第380章:白髪まで共に

「あら、早く帰ってきてね。外は日差しが強いから、日焼けしないように」上野美里は思いやりを込めて注意した。

坂本加奈は振り返りもせずに外へ走り出した。「わかってるよ」

「この子ったら……」上野美里は笑いながら首を振り、その声には愛情が溢れていた。

坂本加奈は警備室まで小走りで向かい、ドアをノックした。

開けたのは中年の男性で、優しい表情で笑みを浮かべながら「お嬢さん、何かご用でしょうか?」と尋ねた。

坂本加奈は走ってきたため息を切らし、頬を赤らめ、鼻先に小さな汗が浮かんでいた。二度ほど深呼吸をしてから「昨、昨夜、入り口で不審者を見かけたんですが、防犯カメラを確認させていただけませんか?」と言った。

そう言って、自分の部屋番号を告げた。

警備員は彼女を中へ招き入れ、脇の椅子に座らせると、自身はパソコンの前に座って監視カメラの映像を確認し始めた。

すぐに画面に男の凛とした姿が映し出された。車に半分隠れていたものの、横顔からその端正な顔立ちが確認でき、手にはタバコを挟んでいた。

「この人、どこかで見たことがあるような…以前にもこのマンションに来たことがあるんじゃないかな?」

警備員は首をかしげた。

坂本加奈は映像に映る人物が黒川浩二だとすぐに分かった。白い歯で唇を軽く噛みながら「倍速再生で、彼がいつ帰ったか確認していただけませんか!」とお願いした。

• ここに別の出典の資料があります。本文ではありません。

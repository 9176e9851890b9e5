//! Persisted dark/light preference. Applying it to the page is the shell's job.
//!
//! The site stores the bare word (`dark` or `light`), not JSON, so this goes
//! through the store's raw accessors.

use tracing::debug;

use crate::storage::{keys, StorageBackend, Store};
use crate::types::settings::ThemeMode;

pub struct ThemePreference<'a, B> {
    store: &'a Store<B>,
}

impl<'a, B: StorageBackend> ThemePreference<'a, B> {
    pub fn new(store: &'a Store<B>) -> Self {
        Self { store }
    }

    /// Stored mode, dark when nothing valid is stored.
    pub fn current(&self) -> ThemeMode {
        self.store
            .load_raw(keys::THEME)
            .and_then(|value| ThemeMode::parse(&value))
            .unwrap_or_default()
    }

    pub fn set(&self, mode: ThemeMode) {
        self.store.save_raw(keys::THEME, mode.as_str());
    }

    /// Flips between dark and light and returns the new mode.
    pub fn toggle(&self) -> ThemeMode {
        let next = self.current().toggled();
        self.set(next);
        debug!(?next, "theme toggled");
        next
    }
}
use thiserror::Error;

// === StorageError ===

/// Errors raised by a storage backend.
///
/// These never leave [`crate::storage::Store`]: the store logs them and
/// falls back to defaults or drops the write.
#[derive(Debug, Error)]
pub enum StorageError {
    /// The underlying medium reported a failure.
    #[error("Storage backend error: {0}")]
    Backend(String),
    /// Writing the value would exceed the medium's quota.
    #[error("Storage quota exceeded: {needed} bytes needed, {limit} allowed")]
    QuotaExceeded { needed: usize, limit: usize },
    /// The medium cannot be accessed at all.
    #[error("Storage unavailable")]
    Unavailable,
    /// A value could not be encoded or decoded.
    #[error("Storage serialization error: {0}")]
    Serialization(#[from] serde_json::Error),
}

impl From<rusqlite::Error> for StorageError {
    fn from(e: rusqlite::Error) -> Self {
        StorageError::Backend(e.to_string())
    }
}

// === SearchError ===

/// Errors from the remote title search.
#[derive(Debug, Error)]
pub enum SearchError {
    /// The request could not be sent or the body could not be read.
    #[error("Search request failed: {0}")]
    Http(String),
    /// The endpoint answered with a non-success status.
    #[error("Search endpoint returned status {0}")]
    Status(u16),
    /// The body was not the expected JSON shape.
    #[error("Search response parse error: {0}")]
    Parse(String),
    /// The endpoint URL could not be built.
    #[error("Invalid search URL: {0}")]
    InvalidUrl(String),
}

#[cfg(feature = "network")]
impl From<reqwest::Error> for SearchError {
    fn from(e: reqwest::Error) -> Self {
        if e.is_decode() {
            SearchError::Parse(e.to_string())
        } else {
            SearchError::Http(e.to_string())
        }
    }
}

// === SettingsError ===

/// Errors related to settings management.
#[derive(Debug, Error)]
pub enum SettingsError {
    /// An I/O error occurred while reading or writing settings.
    #[error("Settings I/O error: {0}")]
    IoError(String),
    /// Failed to serialize or deserialize settings.
    #[error("Settings serialization error: {0}")]
    SerializationError(String),
    /// The provided settings key is invalid.
    #[error("Invalid settings key: {0}")]
    InvalidKey(String),
    /// The provided settings value is invalid.
    #[error("Invalid settings value: {0}")]
    InvalidValue(String),
}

「もちろんですよ!」警備員は気さくに応じ、すぐに映像を32倍速に設定した。

すぐに映像から人影が消え、少し巻き戻して停止すると、男が車に乗り込む時刻が朝の5時を示していた。

坂本加奈の長いまつげが軽く震え、心が猫の爪で引っかかれたような、酸っぱくもあり痒くもある感覚に襲われた。

彼は本当に外で一晩中立っていたのだ。

彼はバカなの?

外で一晩中立っていて何になるの?どうして私に会いに来る勇気がなかったの?

考えを巡らせると、もしかしたら彼も怖かったのかもしれない!

私が怒っているのを恐れて、もう二度と相手にしてもらえないのを恐れていたのかもしれない!!